Caching

This document applies to the following methods:

About caching

To reduce client bandwidth usage and to protect Google from traffic spikes, clients of both the Lookup API and the Update API are required to create and maintain a local cache of threat data. The Lookup API uses the cache to reduce the number of uris.search requests that clients send to Google. For the Update API, the cache is used to reduce the number of hashes.search requests that clients send to Google. The caching protocol for each API is outlined below.

Lookup API

Clients of the Lookup API should cache each returned ThreatUrl item until the the time defined in the expireTime field. Clients then need to consult the cache before making a subsequent uris.search request to the server. If the cache entry for a previously returned ThreatUrl has not yet expired, the client should assume the item is still unsafe. Caching ThreatUrl items may reduce the number of API requests made by the client.

Update API

To reduce the overall number of hashes.search requests sent to Google using the Update API, clients are required to maintain a local cache. The API establishes two types of caching, positive and negative.

Positive caching

To prevent clients from repeatedly asking about the state of a particular unsafe full hash, each returned ThreatHash contains a positive cache time (defined by the expireTime field). The full hash can be considered unsafe until this time.

Negative caching

To prevent clients from repeatedly asking about the state of a particular safe full hash, the response defines a negative cache duration for the requested prefix (defined by the negativeExpireTime field). All full hashes with the requested prefix are to be considered safe for the requested threat types until this time, except for those returned by the server as unsafe. This caching is particularly important as it prevents traffic overload that could be caused by a hash prefix collision with a safe URL that receives a lot of traffic.

Consulting the cache

When the client wants to check the state of a URL, it first computes its full hash. If the full hash's prefix is present in the local database, the client should then consult its cache before making a hashes.search request to the server.
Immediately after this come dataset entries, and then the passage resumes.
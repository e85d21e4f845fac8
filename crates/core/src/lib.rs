//! Domain types for batch encoding against a remote encoding service.
//!
//! Everything here is free of network I/O: the job model and its state
//! transitions, the layered configuration provider, output-path helpers
//! and the injectable [`pause::Pause`] seam used by the polling loops.

pub mod config;
pub mod error;
pub mod job;
pub mod paths;
pub mod pause;
pub mod types;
First, clients should check for a positive cache hit. If there exists an unexpired positive cache entry for the full hash of interest, it should be considered unsafe. If the positive cache entry expired, the client must send a hashes.search request for the associated local prefix. Per the protocol, if the server returns the full hash, it is considered unsafe; otherwise, it's considered safe.

If there are no positive cache entries for the full hash, the client should check for a negative cache hit. If there exists an unexpired negative cache entry for the associated local prefix, the full hash is considered safe. If the negative cache entry expired, or it doesn't exist, the client must send a hashes.search request for the associated local prefix and interpret the response as normal.

Updating the cache

The client cache should be updated whenever a hashes.search response is received. A positive cache entry should be created or updated for the full hash per the expireTime field. The hash prefix's negative cache duration should also be created or updated per the response's negativeExpireTime field.

If a subsequent hashes.search request does not return a full hash that is currently positively cached, the client is not required to remove the positive cache entry. This is not cause for concern in practice, since positive cache durations are typically short (a few minutes) to allow for quick correction of false positives.

Example scenario

In the following example, assume h(url) is the hash prefix of the URL and H(url) is the full-length hash of the URL. That is, h(url) = SHA256(url).substr(4), H(url) = SHA256(url).

Assume a client with an empty cache visits example.com/ and sees that h(example.com/) is in the local database. The client requests the full-length hashes for hash prefix h(example.com/) and receives back the full-length hash H(example.com/) together with a positive cache expire time of 5 minutes from now and a negative cache expire time of 1 hour from now.

The positive cache duration of 5 minutes tells the client how long the full-length hash H(example.com/) must be considered unsafe without sending another hashes.search request. After 5 minutes the client must issue another hashes.search request for that prefix h(example.com/) if the client visits example.com/ again. The client should reset the hash prefix's negative cache expire time per the new response.

The negative cache duration of 1 hour tells the client how long all the other full-length hashes besides H(example.com/) that share the same prefix of h(example.com/) must be considered safe. For the duration of 1 hour, every URL such that h(URL) = h(example.com/) must be considered safe, and therefore not result in a hashes.search request (assuming that H(URL) != H(example.com/)).

If the fullHashes response contains zero matches and a negative cache expire time is set, then the client must not issue any hashes.search requests for any of the requested prefixes for the given negative cache time.

If the hashes.search response contains one or more matches, a negative cache expire time is still set for the entire response. In that case, the cache expire time of a single full hash indicates how long that the client must assume the particular full-length hash is unsafe. After the ThreatHash cache duration elapses, the client must refresh the full-length hash by issuing a hashes.search request for that hash prefix if the requested URL matches the existing full-length hash in the cache. In that case the negative cache duration does not apply. The response's negative cache duration only applies to full-length hashes that were not present in the hashes.search response. For full-length hashes that are not present in the response, the client must refrain from issuing any hashes.search requests until the negative cache duration is elapsed.